Me resulta difícil decantarme por un tipo u otro de lecturas, ya que encuentro interesantes los contenidos de diferente índole. Sin embargo, últimamente tiendo a buscar aquellos libros en el que la música juega un papel relevante.
La música posee un gran poder de sugestión. Las notas unen el presente con el pasado de una forma tan directa como los olores. Proyectan en el cerebro imágenes de una viveza que, en ocasiones, me asustan. Este encanto lo empleo en la escritura.
Escribir y escuchar música son actividades que van unidas de la mano. He intentado sentarme delante del teclado en silencio; mas los demonios de mis obsesiones ocupan violentamente mi pensamiento, me lo bloquean y me introducen en un círculo repetitivo. El engendro del miedo, así lo bautizo.

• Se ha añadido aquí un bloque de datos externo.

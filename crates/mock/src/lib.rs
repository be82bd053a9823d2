//! Contact List Mock
//!
//! An in-memory stand-in for the Contact List application. One `Store`
//! backs both the REST API served on a loopback port and the simulated
//! browser pages, so a user registered through the UI can log in over HTTP
//! and the other way round.

pub mod api;
pub mod auth;
pub mod server;
pub mod store;
pub mod ui;

use std::path::PathBuf;

use axum::Router;

pub use server::MockServer;
pub use store::{SharedStore, Store, StoreError};
pub use ui::{MockPage, MockPageFactory};

/// The mock application: one shared store and the surfaces built over it
#[derive(Clone, Default)]
pub struct MockApp {
    store: SharedStore,
}

impl MockApp {
    pub fn new() -> Self {
        Self {
            store: Store::shared(),
        }
    }

    pub fn store(&self) -> &SharedStore {
        &self.store
    }

    pub fn router(&self) -> Router {
        api::router(self.store.clone())
    }

    /// Serve the REST API on an ephemeral loopback port
    pub async fn serve(&self) -> std::io::Result<MockServer> {
        MockServer::start(self.store.clone()).await
    }

    pub fn page(&self, base_url: &str) -> MockPage {
        MockPage::new(self.store.clone(), base_url, std::env::temp_dir())
    }

    pub fn page_factory(&self, base_url: &str, artifact_dir: impl Into<PathBuf>) -> MockPageFactory {
        MockPageFactory::new(self.store.clone(), base_url, artifact_dir.into())
    }
}
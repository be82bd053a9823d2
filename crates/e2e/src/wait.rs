//! Condition polling with a deadline
//!
//! Page primitives never wait. Everything that has to become true after an
//! action is expressed as a [`Condition`] and polled here until it holds or
//! the deadline passes, which yields [`E2eError::Timeout`] rather than an
//! assertion failure.

use std::fmt;
use std::time::Duration;

use contactlist_common::{E2eError, E2eResult, Page};
use tokio::time::{sleep, Instant};
use tracing::trace;

#[derive(Debug, Clone, Copy, PartialEq, Eq)]
pub struct WaitPolicy {
    pub timeout: Duration,
    pub poll_interval: Duration,
}

impl Default for WaitPolicy {
    fn default() -> Self {
        Self {
            timeout: Duration::from_secs(10),
            poll_interval: Duration::from_millis(100),
        }
    }
}

/// Something observable on a page
#[derive(Debug, Clone, PartialEq, Eq)]
pub enum Condition {
    Visible(String),
    Absent(String),
    Count(String, usize),
    UrlContains(String),
    UrlIs(String),
    TextVisible(String),
    TextAbsent(String),
    InputValue(String, String),
    /// Input holds any non-empty value
    Filled(String),
    Focused(String),
    /// Holds as soon as one of the inner conditions does
    Any(Vec<Condition>),
}

impl Condition {
    pub fn visible(selector: &str) -> Self {
        Condition::Visible(selector.to_string())
    }

    pub fn absent(selector: &str) -> Self {
        Condition::Absent(selector.to_string())
    }

    pub fn count(selector: &str, n: usize) -> Self {
        Condition::Count(selector.to_string(), n)
    }

    pub fn url_contains(fragment: &str) -> Self {
        Condition::UrlContains(fragment.to_string())
    }

    pub fn text(text: &str) -> Self {
        Condition::TextVisible(text.to_string())
    }

    pub fn no_text(text: &str) -> Self {
        Condition::TextAbsent(text.to_string())
    }

    /// Evaluate once. A missing element counts as "not yet".
    pub async fn holds(&self, page: &mut dyn Page) -> E2eResult<bool> {
        match self {
            Condition::Any(inner) => {
                for c in inner {
                    if c.holds_leaf(page).await? {
                        return Ok(true);
                    }
                }
                Ok(false)
            }
            leaf => leaf.holds_leaf(page).await,
        }
    }

    // `Any` does not nest
    async fn holds_leaf(&self, page: &mut dyn Page) -> E2eResult<bool> {
        let result = match self {
            Condition::Visible(sel) => page.is_visible(sel).await,
            Condition::Absent(sel) => page.count(sel).await.map(|n| n == 0),
            Condition::Count(sel, n) => page.count(sel).await.map(|c| c == *n),
            Condition::UrlContains(frag) => page
                .current_url()
                .await
                .map(|u| u.contains(frag.as_str())),
            Condition::UrlIs(url) => page.current_url().await.map(|u| u == *url),
            Condition::TextVisible(text) => page.text_visible(text).await,
            Condition::TextAbsent(text) => page.text_visible(text).await.map(|v| !v),
            Condition::InputValue(sel, want) => page.input_value(sel).await.map(|v| v == *want),
            Condition::Filled(sel) => page.input_value(sel).await.map(|v| !v.is_empty()),
            Condition::Focused(id) => page
                .focused_id()
                .await
                .map(|f| f.as_deref() == Some(id.as_str())),
            Condition::Any(_) => Ok(false),
        };
        match result {
            Err(E2eError::ElementNotFound(_)) => Ok(false),
            other => other,
        }
    }
}

impl fmt::Display for Condition {
    fn fmt(&self, f: &mut fmt::Formatter<'_>) -> fmt::Result {
        match self {
            Condition::Visible(sel) => write!(f, "{} to be visible", sel),
            Condition::Absent(sel) => write!(f, "{} to not exist", sel),
            Condition::Count(sel, n) => write!(f, "{} to match {} element(s)", sel, n),
            Condition::UrlContains(frag) => write!(f, "url to include {:?}", frag),
            Condition::UrlIs(url) => write!(f, "url to equal {:?}", url),
            Condition::TextVisible(text) => write!(f, "text {:?} to be visible", text),
            Condition::TextAbsent(text) => write!(f, "text {:?} to not exist", text),
            Condition::InputValue(sel, v) => write!(f, "{} to have value {:?}", sel, v),
            Condition::Filled(sel) => write!(f, "{} to have a value", sel),
            Condition::Focused(id) => write!(f, "#{} to be focused", id),
            Condition::Any(inner) => {
                let parts: Vec<String> = inner.iter().map(ToString::to_string).collect();
                write!(f, "{}", parts.join(" or "))
            }
        }
    }
}

/// Poll `condition` until it holds or `policy.timeout` elapses
pub async fn until(page: &mut dyn Page, condition: &Condition, policy: &WaitPolicy) -> E2eResult<()> {
    let start = Instant::now();
    let deadline = start + policy.timeout;
    let mut attempts = 0u32;

    loop {
        attempts += 1;
        if condition.holds(page).await? {
            trace!(%condition, attempts, "condition met");
            return Ok(());
        }

        let now = Instant::now();
        if now >= deadline {
            return Err(E2eError::Timeout {
                condition: condition.to_string(),
                waited_ms: now.duration_since(start).as_millis() as u64,
            });
        }
        sleep(policy.poll_interval.min(deadline - now)).await;
    }
}

#[cfg(test)]
mod tests {
    use super::*;

    #[test]
    fn any_reads_as_alternatives() {
        let c = Condition::Any(vec![
            Condition::url_contains("/contactList"),
            Condition::visible("#error"),
        ]);
        assert_eq!(
            c.to_string(),
            "url to include \"/contactList\" or #error to be visible"
        );
    }

    #[test]
    fn default_policy_matches_command_timeout() {
        let p = WaitPolicy::default();
        assert_eq!(p.timeout, Duration::from_secs(10));
        assert!(p.poll_interval < p.timeout);
    }
}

La música representa para mí la libertad. Supone la victoria de aquello que deseo realmente expresar, como ahora, al escuchar a Sibelius, compositor que tenía olvidado y que me lo recordó Murakami en Los años de peregrinación del chico sin color. Quizás ese sea el aspecto de la obra que me impulsó a terminar el libro, ya que su historia no me agradó como en otras ocasiones memorables: 1Q84, Kafka en la orilla, El Fin del Mundo y un despiadado País de las Maravillas, Crónica del pájaro que da cuerda al mundo.
Blanco, recuerdos, palabras y acordes. Estos son los ingredientes para acorralar el sonido de la espiral y dar paso a un remanso que, aunque su duración sea incierta, me ayudará a encontrar la exactitud que se escapa. La música: mi liberación.